To Carb or Not to Carb?

Many of us are totally confused when it comes to carbs, not knowing whether or not it’s ok to eat them.  The truth is that you can’t just focus on the word carb without differentiating between good carbs and bad carbs.

Bad carbs, also known as simple carbs, are found in refined and processed foods like white bread, white rice, white pasta, cakes, cookies, desserts,  as well as beverages, condiments and dairy products with added sugar.  Refined grains have been stripped of their fiber and nutrients during processing and offer little to no nutritional value.  They are quickly absorbed into the bloodstream, causing blood sugar to rise rapidly and contribute to numerous health problems including weight gain, insulin resistance and diabetes.

Good carbs are unrefined and in (or very close to) their natural state.  They are found in vegetables, fruits, beans, whole grains and seeds.  They are rich in fiber and nutrients like magnesium and vitamin E.  They also help reduce your risk of chronic diseases like Type 2 diabetes, stroke, heart disease and cancer.

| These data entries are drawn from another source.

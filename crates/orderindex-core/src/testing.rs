//! In-crate fakes for the chain, the decoder and the sink.

use std::collections::{HashMap, HashSet};
use std::sync::atomic::{AtomicUsize, Ordering};
use std::sync::Mutex;
use std::time::Duration;

use async_trait::async_trait;
use tokio_util::sync::CancellationToken;

use crate::chain::{ChainReader, LogSubscriber, LogSubscription};
use crate::context::CallContext;
use crate::error::IndexerError;
use crate::event::{ContractEvent, EventDecoder, EventKind, RawEvent};
use crate::planner::QueryWindow;
use crate::sink::EventSink;
use crate::types::{Match, MatchState, Order, OrderState, OrderStatus};

pub const CHAIN_ID: i64 = 97;
pub const CONTRACT: &str = "0x00000000000000000000000000000000000000aa";

pub fn cx() -> CallContext {
    CallContext::new(CancellationToken::new(), Duration::from_secs(5))
}

pub fn topic(kind: EventKind) -> String {
    format!("topic:{}", kind.name())
}

/// A log whose payload is the JSON form of `event`, understood by [`FakeDecoder`].
pub fn raw_event(block_number: u64, log_index: u32, event: &ContractEvent) -> RawEvent {
    RawEvent {
        address: CONTRACT.into(),
        topics: vec![topic(event.kind())],
        data: serde_json::to_vec(event).unwrap(),
        block_number,
        log_index,
        tx_hash: format!("0xtx{block_number}_{log_index}"),
    }
}

pub fn order(id: i64, state: OrderState) -> Order {
    Order {
        id,
        src_chain: 0,
        creator: "0x00000000000000000000000000000000000000c1".into(),
        sell_token: "0x00000000000000000000000000000000000000d1".into(),
        buy_token: "0x00000000000000000000000000000000000000d2".into(),
        sell_amount: "1000000000000000000".into(),
        buy_amount: "2500".into(),
        dest_chain: 5,
        state,
        executed_by_match: None,
        match_contract: None,
        use_relayer: false,
    }
}

pub fn matched(id: i64, state: MatchState) -> Match {
    Match {
        id,
        src_chain: 0,
        origin_order_id: 7,
        origin_chain: 5,
        creator: "0x00000000000000000000000000000000000000c2".into(),
        sell_token: "0x00000000000000000000000000000000000000d3".into(),
        sell_amount: "42".into(),
        state,
        use_relayer: false,
    }
}

// ─── FakeDecoder ──────────────────────────────────────────────────────────────

/// Decodes JSON-serialized [`ContractEvent`] payloads.
pub struct FakeDecoder;

impl EventDecoder for FakeDecoder {
    fn topics(&self) -> Vec<String> {
        EventKind::ALL.iter().map(|k| topic(*k)).collect()
    }

    fn classify(&self, topic0: &str) -> Option<EventKind> {
        EventKind::ALL.into_iter().find(|k| topic(*k) == topic0)
    }

    fn decode(&self, kind: EventKind, raw: &RawEvent) -> Result<ContractEvent, String> {
        let event: ContractEvent = serde_json::from_slice(&raw.data).map_err(|e| e.to_string())?;
        if event.kind() != kind {
            return Err(format!("payload is {}, topic says {kind}", event.kind()));
        }
        Ok(event)
    }
}

// ─── FakeChain ────────────────────────────────────────────────────────────────

#[derive(Default)]
pub struct FakeChain {
    height: Mutex<u64>,
    logs: Mutex<Vec<RawEvent>>,
    orders: Mutex<HashMap<i64, Order>>,
    matches: Mutex<HashMap<i64, Match>>,
    queried: Mutex<Vec<QueryWindow>>,
    order_reads: AtomicUsize,
    unavailable: Mutex<bool>,
}

impl FakeChain {
    pub fn new(height: u64) -> Self {
        Self {
            height: Mutex::new(height),
            ..Default::default()
        }
    }

    pub fn set_unavailable(&self, down: bool) {
        *self.unavailable.lock().unwrap() = down;
    }

    pub fn push_log(&self, log: RawEvent) {
        self.logs.lock().unwrap().push(log);
    }

    pub fn put_order(&self, order: Order) {
        self.orders.lock().unwrap().insert(order.id, order);
    }

    pub fn put_match(&self, m: Match) {
        self.matches.lock().unwrap().insert(m.id, m);
    }

    pub fn queried(&self) -> Vec<QueryWindow> {
        self.queried.lock().unwrap().clone()
    }

    pub fn order_reads(&self) -> usize {
        self.order_reads.load(Ordering::SeqCst)
    }

    fn check_up(&self) -> Result<(), IndexerError> {
        if *self.unavailable.lock().unwrap() {
            return Err(IndexerError::ChainUnavailable("connection refused".into()));
        }
        Ok(())
    }
}

#[async_trait]
impl ChainReader for FakeChain {
    async fn current_height(&self) -> Result<u64, IndexerError> {
        self.check_up()?;
        Ok(*self.height.lock().unwrap())
    }

    async fn events(
        &self,
        window: QueryWindow,
        topics: &[String],
    ) -> Result<Vec<RawEvent>, IndexerError> {
        self.check_up()?;
        self.queried.lock().unwrap().push(window);
        let mut out: Vec<RawEvent> = self
            .logs
            .lock()
            .unwrap()
            .iter()
            .filter(|l| window.contains(l.block_number))
            .filter(|l| l.topic0().is_some_and(|t| topics.iter().any(|x| x == t)))
            .cloned()
            .collect();
        out.sort_by_key(|l| (l.block_number, l.log_index));
        Ok(out)
    }

    async fn read_order(&self, id: i64) -> Result<Order, IndexerError> {
        self.check_up()?;
        self.order_reads.fetch_add(1, Ordering::SeqCst);
        Ok(self
            .orders
            .lock()
            .unwrap()
            .get(&id)
            .cloned()
            .unwrap_or_else(|| order(id, OrderState::None)))
    }

    async fn read_match(&self, id: i64) -> Result<Match, IndexerError> {
        self.check_up()?;
        Ok(self
            .matches
            .lock()
            .unwrap()
            .get(&id)
            .cloned()
            .unwrap_or_else(|| matched(id, MatchState::None)))
    }
}

// ─── FakeSubscriber ───────────────────────────────────────────────────────────

/// Hands out a single pre-built subscription.
#[derive(Default)]
pub struct FakeSubscriber {
    sub: Mutex<Option<LogSubscription>>,
}

impl FakeSubscriber {
    pub fn new(sub: LogSubscription) -> Self {
        Self {
            sub: Mutex::new(Some(sub)),
        }
    }
}

#[async_trait]
impl LogSubscriber for FakeSubscriber {
    async fn subscribe(&self, _topics: &[String]) -> Result<LogSubscription, IndexerError> {
        self.sub
            .lock()
            .unwrap()
            .take()
            .ok_or_else(|| IndexerError::ChainUnavailable("already subscribed".into()))
    }
}

// ─── RecordingSink ────────────────────────────────────────────────────────────

/// Sink that records every accepted write and can fail on the N-th call.
#[derive(Default)]
pub struct RecordingSink {
    orders: Mutex<Vec<Order>>,
    matches: Mutex<Vec<Match>>,
    order_ids: Mutex<HashSet<(i64, i64)>>,
    match_ids: Mutex<HashSet<(i64, i64)>>,
    order_updates: Mutex<Vec<(i64, i64, OrderStatus)>>,
    match_updates: Mutex<Vec<(i64, i64, MatchState)>>,
    ops: Mutex<Vec<String>>,
    calls: AtomicUsize,
    fail_on: Mutex<Option<usize>>,
}

impl RecordingSink {
    /// Fail the `n`-th call (1-based) with `SinkUnavailable`.
    pub fn failing_on(n: usize) -> Self {
        Self {
            fail_on: Mutex::new(Some(n)),
            ..Default::default()
        }
    }

    pub fn heal(&self) {
        *self.fail_on.lock().unwrap() = None;
    }

    pub fn orders(&self) -> Vec<Order> {
        self.orders.lock().unwrap().clone()
    }

    pub fn matches(&self) -> Vec<Match> {
        self.matches.lock().unwrap().clone()
    }

    pub fn order_updates(&self) -> Vec<(i64, i64, OrderStatus)> {
        self.order_updates.lock().unwrap().clone()
    }

    pub fn match_updates(&self) -> Vec<(i64, i64, MatchState)> {
        self.match_updates.lock().unwrap().clone()
    }

    /// Accepted writes in arrival order, e.g. `"create_order:7"`.
    pub fn ops(&self) -> Vec<String> {
        self.ops.lock().unwrap().clone()
    }

    fn enter(&self) -> Result<(), IndexerError> {
        let n = self.calls.fetch_add(1, Ordering::SeqCst) + 1;
        if *self.fail_on.lock().unwrap() == Some(n) {
            return Err(IndexerError::SinkUnavailable("503 Service Unavailable".into()));
        }
        Ok(())
    }

    fn record(&self, op: String) {
        self.ops.lock().unwrap().push(op);
    }
}

#[async_trait]
impl EventSink for RecordingSink {
    async fn create_order(&self, order: &Order) -> Result<(), IndexerError> {
        self.enter()?;
        if !self.order_ids.lock().unwrap().insert((order.src_chain, order.id)) {
            return Err(IndexerError::SinkConflict { entity: "order", id: order.id });
        }
        self.orders.lock().unwrap().push(order.clone());
        self.record(format!("create_order:{}", order.id));
        Ok(())
    }

    async fn update_order(
        &self,
        src_chain: i64,
        id: i64,
        status: &OrderStatus,
    ) -> Result<(), IndexerError> {
        self.enter()?;
        self.order_updates
            .lock()
            .unwrap()
            .push((src_chain, id, status.clone()));
        self.record(format!("update_order:{id}"));
        Ok(())
    }

    async fn create_match(&self, m: &Match) -> Result<(), IndexerError> {
        self.enter()?;
        if !self.match_ids.lock().unwrap().insert((m.src_chain, m.id)) {
            return Err(IndexerError::SinkConflict { entity: "match", id: m.id });
        }
        self.matches.lock().unwrap().push(m.clone());
        self.record(format!("create_match:{}", m.id));
        Ok(())
    }

    async fn update_match(
        &self,
        src_chain: i64,
        id: i64,
        state: MatchState,
    ) -> Result<(), IndexerError> {
        self.enter()?;
        self.match_updates.lock().unwrap().push((src_chain, id, state));
        self.record(format!("update_match:{id}"));
        Ok(())
    }
}
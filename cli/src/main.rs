//! OrderIndex CLI.
//!
//! # Commands
//! ```text
//! orderindex run    --config <file.yaml> [--dry-run]
//! orderindex status --config <file.yaml>
//! ```

use std::path::{Path, PathBuf};
use std::sync::Arc;

use anyhow::{bail, Context, Result};
use clap::{Parser, Subcommand};
use tokio::task::JoinSet;
use tokio_util::sync::CancellationToken;
use tracing::{error, info};

use orderindex_core::{
    ChainReader, CheckpointStore, EventSink, MemoryCheckpointStore, PollScheduler,
};
use orderindex_storage::{CollectorClient, InMemorySink, SqliteCheckpointStore};

mod config;
mod logging;

use config::{CheckpointBackend, FileConfig, NetworkConfig};

#[derive(Parser)]
#[command(
    name = "orderindex",
    about = "Replicates order-book contract events into the order aggregator",
    version
)]
struct Cli {
    #[command(subcommand)]
    command: Commands,
}

#[derive(Subcommand)]
enum Commands {
    /// Index every configured network until interrupted
    Run {
        /// Path to the YAML config file
        #[arg(short, long)]
        config: PathBuf,
        /// Write to an in-memory sink instead of the collector
        #[arg(long)]
        dry_run: bool,
    },

    /// Print each network's checkpoint and chain height
    Status {
        /// Path to the YAML config file
        #[arg(short, long)]
        config: PathBuf,
    },
}

#[tokio::main]
async fn main() -> Result<()> {
    let cli = Cli::parse();

    match cli.command {
        Commands::Run { config, dry_run } => cmd_run(&config, dry_run).await,
        Commands::Status { config } => cmd_status(&config).await,
    }
}

// ─── Backends ─────────────────────────────────────────────────────────────────

struct Backends {
    sink: Arc<dyn EventSink>,
    store: Arc<dyn CheckpointStore>,
    dry_run: Option<Arc<InMemorySink>>,
}

async fn checkpoint_store(
    cfg: &FileConfig,
    collector: Option<&Arc<CollectorClient>>,
) -> Result<Arc<dyn CheckpointStore>> {
    let store: Arc<dyn CheckpointStore> = match cfg.checkpoint.backend {
        CheckpointBackend::Collector => match collector {
            Some(client) => client.clone(),
            None => Arc::new(CollectorClient::new(&cfg.collector).context("collector")?),
        },
        CheckpointBackend::Sqlite => Arc::new(
            SqliteCheckpointStore::open(&cfg.checkpoint.path)
                .await
                .with_context(|| format!("opening {}", cfg.checkpoint.path))?,
        ),
        CheckpointBackend::Memory => Arc::new(MemoryCheckpointStore::new()),
    };
    Ok(store)
}

async fn backends(cfg: &FileConfig, dry_run: bool) -> Result<Backends> {
    if dry_run {
        // nothing leaves the process, checkpoints included
        let memory = Arc::new(InMemorySink::new());
        return Ok(Backends {
            sink: memory.clone(),
            store: memory.clone(),
            dry_run: Some(memory),
        });
    }
    let collector = Arc::new(CollectorClient::new(&cfg.collector).context("collector")?);
    let store = checkpoint_store(cfg, Some(&collector)).await?;
    Ok(Backends {
        sink: collector,
        store,
        dry_run: None,
    })
}

/// Fail fast when a node is unreachable or serves another chain.
async fn probe(net: &NetworkConfig) -> Result<u64> {
    let chain_id = net.indexer.chain_id;
    let reader = net.builder().reader()?;
    let reported = reader
        .chain_id()
        .await
        .with_context(|| format!("chain {chain_id}: probing {}", net.rpc))?;
    if i64::try_from(reported).ok() != Some(chain_id) {
        bail!("chain {chain_id}: {} reports chain id {reported}", net.rpc);
    }
    let height = reader
        .current_height()
        .await
        .with_context(|| format!("chain {chain_id}: reading height"))?;
    Ok(height)
}

// ─── Commands ─────────────────────────────────────────────────────────────────

async fn cmd_run(path: &Path, dry_run: bool) -> Result<()> {
    let cfg = FileConfig::load(path)?;
    logging::init_tracing(&cfg.log);

    for net in &cfg.networks {
        let height = probe(net).await?;
        info!(chain_id = net.indexer.chain_id, height, "chain reachable");
    }

    let backends = backends(&cfg, dry_run).await?;
    let cancel = CancellationToken::new();

    let on_signal = cancel.clone();
    tokio::spawn(async move {
        if tokio::signal::ctrl_c().await.is_ok() {
            info!("interrupt received, shutting down");
            on_signal.cancel();
        }
    });

    let mut tasks = JoinSet::new();
    for net in &cfg.networks {
        let controller = net
            .builder()
            .build(backends.sink.clone(), backends.store.clone())
            .with_context(|| format!("chain {}", net.indexer.chain_id))?;
        let mut scheduler = PollScheduler::new(
            controller,
            net.indexer.poll_interval(),
            net.indexer.backoff(),
        );
        let token = cancel.clone();
        let chain_id = net.indexer.chain_id;
        tasks.spawn(async move { (chain_id, scheduler.run(&token).await) });
    }
    info!(networks = cfg.networks.len(), dry_run, "indexer started");

    let mut failure = None;
    while let Some(joined) = tasks.join_next().await {
        match joined {
            Ok((_, Ok(()))) => {}
            Ok((chain_id, Err(e))) => {
                error!(chain_id, error = %e, "indexer stopped");
                failure.get_or_insert_with(|| format!("chain {chain_id}: {e}"));
                cancel.cancel();
            }
            Err(e) => {
                error!(error = %e, "indexer task panicked");
                failure.get_or_insert_with(|| e.to_string());
                cancel.cancel();
            }
        }
    }

    if let Some(memory) = backends.dry_run {
        info!(
            orders = memory.order_count(),
            matches = memory.match_count(),
            writes = memory.write_count(),
            "dry run finished"
        );
    }
    match failure {
        Some(msg) => bail!(msg),
        None => Ok(()),
    }
}

async fn cmd_status(path: &Path) -> Result<()> {
    let cfg = FileConfig::load(path)?;
    logging::init_tracing(&cfg.log);
    let store = checkpoint_store(&cfg, None).await?;

    println!("{:<12} {:<44} {:>12} {:>12} {:>8}", "CHAIN", "CONTRACT", "CHECKPOINT", "HEIGHT", "LAG");
    for net in &cfg.networks {
        let key = net.indexer.source_key();
        let checkpoint = store
            .load(&key)
            .await
            .with_context(|| format!("loading checkpoint for {key}"))?
            .map(|c| c.last_block);
        let height = net
            .builder()
            .reader()?
            .current_height()
            .await
            .with_context(|| format!("chain {}: reading height", key.chain_id))?;

        let (shown, lag) = match checkpoint {
            Some(block) => (block.to_string(), height.saturating_sub(block).to_string()),
            None => ("-".to_string(), "-".to_string()),
        };
        println!(
            "{:<12} {:<44} {:>12} {:>12} {:>8}",
            key.chain_id, key.contract, shown, height, lag
        );
    }
    Ok(())
}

Some specific carbs to include in your diet are:

  • Sweet potatoes – they’re high in vitamin A for healthy vision and improved immunity, minerals like magnesium and potassium to support your blood pressure, and fiber for gut health and to help reduce LDL cholesterol.  Besides being high in fiber, they are a low-glycemic food so they release and absorb glucose into the blood stream very slowly to help control blood sugar.  Sweet potatoes are the main staple in the diet of Okinawans, where many of the residents live to be over 100.
  • Oats – they’re high in fiber for gut health and to keep you feeling full longer.  They also have a beta-glucan, a soluble fiber which research has shown to help lower cholesterol.
  • Quinoa – this ancient grain is grown for its edible seeds and is gluten free. It’s high in fiber, with 17 – 27 grams/cup, which is more than twice the fiber in most grains.  It’s very high in protein and contains all 9 of the essential amino acids, making it a complete protein.  Quinoa is also very high in magnesium, potassium, zinc and iron as well as antioxidants to help fight aging and disease.  Studies have also shown that it can help reduce blood sugar, insulin and triglyceride levels.  It’s one of the healthiest and most nutritious foods you can eat.
  • Carrots – they’re high in beta carotene, which your body converts to vitamin A.  Vitamin A is essential for healthy skin and immune system, as well as healthy eyes and good vision  They are also packed with antioxidants and full of fiber.
  • Beans and peas – a great plant-based protein to replace meat, they’re also budget-friendly at a cost of less than 30% of chicken or beef.  Beans are high in fiber, minerals and B vitamins which support metabolism and give you energy.  They’re also a good source of zinc for immune function and healing.

For good health and weight, make the good carbs part of your diet.  Starchy carbs should make up about 25% of your dinner plate, while non-starchy vegetables are 50%, with the other 25% being a protein.